KeY-C: A Tool for Verification of C Programs Oleg M¨ urk, Daniel Larsson, and Reiner H¨ahnle Chalmers University of Technology, Dept. of Computer Science and Engineering S-412 96 Gothenburg, Sweden
[email protected],
[email protected],
[email protected]
Abstract. We present KeY-C, a tool for deductive verification of C programs.
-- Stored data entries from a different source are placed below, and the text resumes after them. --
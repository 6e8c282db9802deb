//! Phase-drift operator.
//!
//! Rotates ψ by `drift_gain · σ + phase`, where the phase comes from the
//! clock at a harmonic picked from σ plus uniform jitter. Each operator
//! owns its jitter RNG; seed it for reproducible runs.

use ciel_core::{Error, Result};
use rand::rngs::StdRng;
use rand::{Rng, RngCore, SeedableRng};
use std::fmt;
use std::sync::Arc;

use crate::backend::{ArrayBackend, CpuBackend};
use crate::clock::Clock;
use crate::numeric::ComplexField;

/// How the drift picks its harmonic.
#[derive(Debug, Clone, Copy, PartialEq, Eq)]
pub enum Harmonic {
    Fixed(u32),
    /// `round(min + (max − min) · clip(σ, 0, 1))`.
    Sweep { min: u32, max: u32 },
}

impl Harmonic {
    pub fn pick(&self, sigma_scalar: f64) -> u32 {
        match *self {
            Harmonic::Fixed(h) => h,
            Harmonic::Sweep { min, max } => {
                let s = if sigma_scalar.is_nan() { 0.0 } else { sigma_scalar.clamp(0.0, 1.0) };
                let h = (f64::from(min) + f64::from(max - min) * s).round() as u32;
                h.clamp(min, max)
            }
        }
    }
}

#[derive(Debug, Clone)]
pub struct DriftParams {
    pub drift_gain: f64,
    pub harmonic: Harmonic,
    pub jitter: f64,
    pub renorm: bool,
}

impl Default for DriftParams {
    fn default() -> Self {
        Self {
            drift_gain: 0.05,
            harmonic: Harmonic::Sweep { min: 1, max: 4 },
            jitter: 0.0,
            renorm: true,
        }
    }
}

impl DriftParams {
    pub fn validate(&self) -> Result<()> {
        if !self.drift_gain.is_finite() || self.drift_gain < 0.0 {
            return Err(Error::invalid_config(format!("drift_gain must be >= 0, got {}", self.drift_gain)));
        }
        if !self.jitter.is_finite() || self.jitter < 0.0 {
            return Err(Error::invalid_config(format!("jitter must be >= 0, got {}", self.jitter)));
        }
        match self.harmonic {
            Harmonic::Fixed(0) => Err(Error::invalid_config("harmonic must be >= 1")),
            Harmonic::Sweep { min, max } if min == 0 || min > max => Err(Error::invalid_config(
                format!("harmonic sweep must satisfy 1 <= min <= max, got ({}, {})", min, max),
            )),
            _ => Ok(()),
        }
    }
}

pub struct DriftOperator {
    params: DriftParams,
    clock: Clock,
    rng: Box<dyn RngCore + Send>,
    backend: Arc<dyn ArrayBackend>,
    last_harmonic: u32,
}

impl fmt::Debug for DriftOperator {
    fn fmt(&self, f: &mut fmt::Formatter<'_>) -> fmt::Result {
        f.debug_struct("DriftOperator")
            .field("params", &self.params)
            .field("clock", &self.clock)
            .field("backend", &self.backend.name())
            .field("last_harmonic", &self.last_harmonic)
            .finish()
    }
}

impl DriftOperator {
    /// Operator with an entropy-seeded RNG.
    pub fn new(params: DriftParams, clock: Clock) -> Result<Self> {
        params.validate()?;
        let last_harmonic = params.harmonic.pick(0.0);
        Ok(Self {
            params,
            clock,
            rng: Box::new(StdRng::from_entropy()),
            backend: Arc::new(CpuBackend),
            last_harmonic,
        })
    }

    /// Operator with a reproducible jitter sequence.
    pub fn seeded(params: DriftParams, clock: Clock, seed: u64) -> Result<Self> {
        Ok(Self::new(params, clock)?.with_rng(Box::new(StdRng::seed_from_u64(seed))))
    }

    pub fn with_rng(mut self, rng: Box<dyn RngCore + Send>) -> Self {
        self.rng = rng;
        self
    }

    pub fn with_backend(mut self, backend: Arc<dyn ArrayBackend>) -> Self {
        self.backend = backend;
        self
    }

    pub fn with_clock(mut self, clock: Clock) -> Self {
        self.clock = clock;
        self
    }

    pub fn params(&self) -> &DriftParams {
        &self.params
    }

    pub fn clock(&self) -> &Clock {
        &self.clock
    }

    /// Harmonic used by the most recent `step`.
    pub fn last_harmonic(&self) -> u32 {
        self.last_harmonic
    }

    /// Total rotation applied for the given scalar and time, jitter included.
    fn angle(&mut self, sigma_scalar: f64, t: Option<f64>) -> f64 {
        let h = self.params.harmonic.pick(sigma_scalar);
        self.last_harmonic = h;
        let mut phase = self.clock.phase(h, t);
        if self.params.jitter > 0.0 {
            // unit draw then scale; `-j..=j` overflows for huge j
            phase += self.rng.gen_range(-1.0..=1.0) * self.params.jitter;
        }
        self.params.drift_gain * sigma_scalar + phase
    }

    /// `ψ · exp(i·(gain·σ + phase))`, renormalized when configured.
    pub fn step(&mut self, psi: &ComplexField, sigma_scalar: f64, t: Option<f64>) -> ComplexField {
        let theta = self.angle(sigma_scalar, t);
        let rotated = self.backend.rotate_phase(psi, theta);
        if self.params.renorm {
            self.backend.normalize(&rotated)
        } else {
            rotated
        }
    }
}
KeY-C allows to prove partial correctness of C programs relative to pre- and postconditions. It is based on a version of KeY that supports Java Card. In this paper we give a glimpse of syntax, semantics, and calculus of C Dynamic Logic (CDL) that were adapted from their Java Card counterparts, based on an example. Currently, the tool is in an early development stage.
1
Introduction
We present KeY-C, a variant of the software verification tool KeY [1] that supports a subset of C as its target language. KeY is an interactive theorem proving environment and allows one to prove properties of imperative/object-oriented sequential programs. The central concept is an axiomatization of the operational semantics of the target language in the form of a sequent calculus for dynamic logic, i.e., a program logic. The rules of the calculus that axiomatize program formulae define a symbolic execution engine for C. The system provides heuristics and proof strategies that automate large parts of proof construction, for example, first-order reasoning, arithmetic simplification, and symbolic execution of loopfree non-recursive programs is performed mostly automatically. The remaining user input typically consists of occasional existential quantifier instantiations. The main creative part is to specify a program including loop (in)variants. KeY was designed to ease interactive proof construction (see screenshot Fig. 1) and to lower the gradient of the learning curve. For example, Java/C Dynamic Logic formulae contain executable source code, not a logic encoding or abstraction. The existing KeY system can handle Java Card and most of sequential Java, allowing verification of complex programs [1, Part IV]. Its calculus contains over 1000 rules of which about half are language-independent Dynamic Logic (DL) rules. We are working on adding gradual support for a portable type-safe subset of C, axiomatized in C Dynamic Logic (CDL). As a side-product of this work we expect to generalize the KeY architecture such that support for further programming languages can be easily added. In Section 2 we give a taste of CDL and illustrate some of the problems that had to be solved during its design by working through a simple, but non-trivial, example that computes the sum of integer elements in a linked list (see Fig. 2). Section 3 describes the current status and further work, and in Section 4 we conclude with related work and a summary.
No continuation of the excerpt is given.